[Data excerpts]
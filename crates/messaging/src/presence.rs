//! Presence registry
//!
//! Process-wide map from user identity to that user's live connection.
//! Empty at startup, never persisted. One entry per user: a reconnect
//! silently supersedes the previous connection.

use std::collections::HashMap;
use std::sync::Arc;
use tokio::sync::{mpsc, RwLock};
use uuid::Uuid;

use crate::events::ServerEvent;

/// Why a live delivery did not happen
#[derive(Debug, thiserror::Error)]
pub enum DeliveryError {
    #[error("outbound buffer full")]
    Full,
    #[error("connection closed")]
    Closed,
}

/// Represents an active live connection
#[derive(Debug)]
pub struct Connection {
    /// Unique session ID for this connection
    pub session_id: Uuid,

    /// Authenticated user ID
    pub user_id: Uuid,

    /// Bounded channel feeding the connection's writer task
    sender: mpsc::Sender<ServerEvent>,
}

impl Connection {
    /// Create a new connection
    pub fn new(user_id: Uuid, sender: mpsc::Sender<ServerEvent>) -> Self {
        Self {
            session_id: Uuid::new_v4(),
            user_id,
            sender,
        }
    }

    /// Queue an event for this connection without waiting.
    ///
    /// A slow reader fills its buffer and starts missing events instead of
    /// stalling the sender.
    pub fn send(&self, event: ServerEvent) -> Result<(), DeliveryError> {
        self.sender.try_send(event).map_err(|e| match e {
            mpsc::error::TrySendError::Full(_) => DeliveryError::Full,
            mpsc::error::TrySendError::Closed(_) => DeliveryError::Closed,
        })
    }
}

/// Concurrency-safe registry of live connections, keyed by user
#[derive(Clone, Default)]
pub struct PresenceRegistry {
    entries: Arc<RwLock<HashMap<Uuid, Arc<Connection>>>>,
}

impl PresenceRegistry {
    pub fn new() -> Self {
        Self::default()
    }

    /// Register `conn` as its user's live connection, replacing any previous one
    pub async fn set_online(&self, conn: Connection) -> Arc<Connection> {
        let conn = Arc::new(conn);
        let mut entries = self.entries.write().await;
        let previous = entries.insert(conn.user_id, Arc::clone(&conn));

        if let Some(previous) = previous {
            tracing::debug!(
                user_id = %conn.user_id,
                superseded_session_id = %previous.session_id,
                session_id = %conn.session_id,
                "Connection superseded by reconnect"
            );
        }

        tracing::info!(
            session_id = %conn.session_id,
            user_id = %conn.user_id,
            online_users = entries.len(),
            "User online"
        );

        conn
    }

    /// Remove the entry whose connection is `session_id`.
    ///
    /// Returns the user that went offline. A stale session (already
    /// superseded by a newer connection for the same user) removes nothing
    /// and returns `None`.
    pub async fn set_offline(&self, session_id: Uuid) -> Option<Uuid> {
        let mut entries = self.entries.write().await;
        let user_id = entries
            .iter()
            .find(|(_, conn)| conn.session_id == session_id)
            .map(|(user_id, _)| *user_id);

        match user_id {
            Some(user_id) => {
                entries.remove(&user_id);
                tracing::info!(
                    session_id = %session_id,
                    user_id = %user_id,
                    online_users = entries.len(),
                    "User offline"
                );
                Some(user_id)
            }
            None => {
                tracing::debug!(session_id = %session_id, "Stale disconnect ignored");
                None
            }
        }
    }

    /// Current live connection for `user_id`
    pub async fn lookup(&self, user_id: Uuid) -> Option<Arc<Connection>> {
        self.entries.read().await.get(&user_id).cloned()
    }

    pub async fn is_online(&self, user_id: Uuid) -> bool {
        self.entries.read().await.contains_key(&user_id)
    }

    pub async fn online_users(&self) -> Vec<Uuid> {
        self.entries.read().await.keys().copied().collect()
    }

    /// Snapshot of every live connection
    pub async fn connections(&self) -> Vec<Arc<Connection>> {
        self.entries.read().await.values().cloned().collect()
    }

    pub async fn len(&self) -> usize {
        self.entries.read().await.len()
    }

    pub async fn is_empty(&self) -> bool {
        self.entries.read().await.is_empty()
    }
}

WORK ITEM
Note each line above that holds "Uuid", then copy all of them.

ANSWER SECTION
use uuid::Uuid;
    pub session_id: Uuid,
    pub user_id: Uuid,
    pub fn new(user_id: Uuid, sender: mpsc::Sender<ServerEvent>) -> Self {
            session_id: Uuid::new_v4(),
    entries: Arc<RwLock<HashMap<Uuid, Arc<Connection>>>>,
    pub async fn set_offline(&self, session_id: Uuid) -> Option<Uuid> {
    pub async fn lookup(&self, user_id: Uuid) -> Option<Arc<Connection>> {
    pub async fn is_online(&self, user_id: Uuid) -> bool {
    pub async fn online_users(&self) -> Vec<Uuid> {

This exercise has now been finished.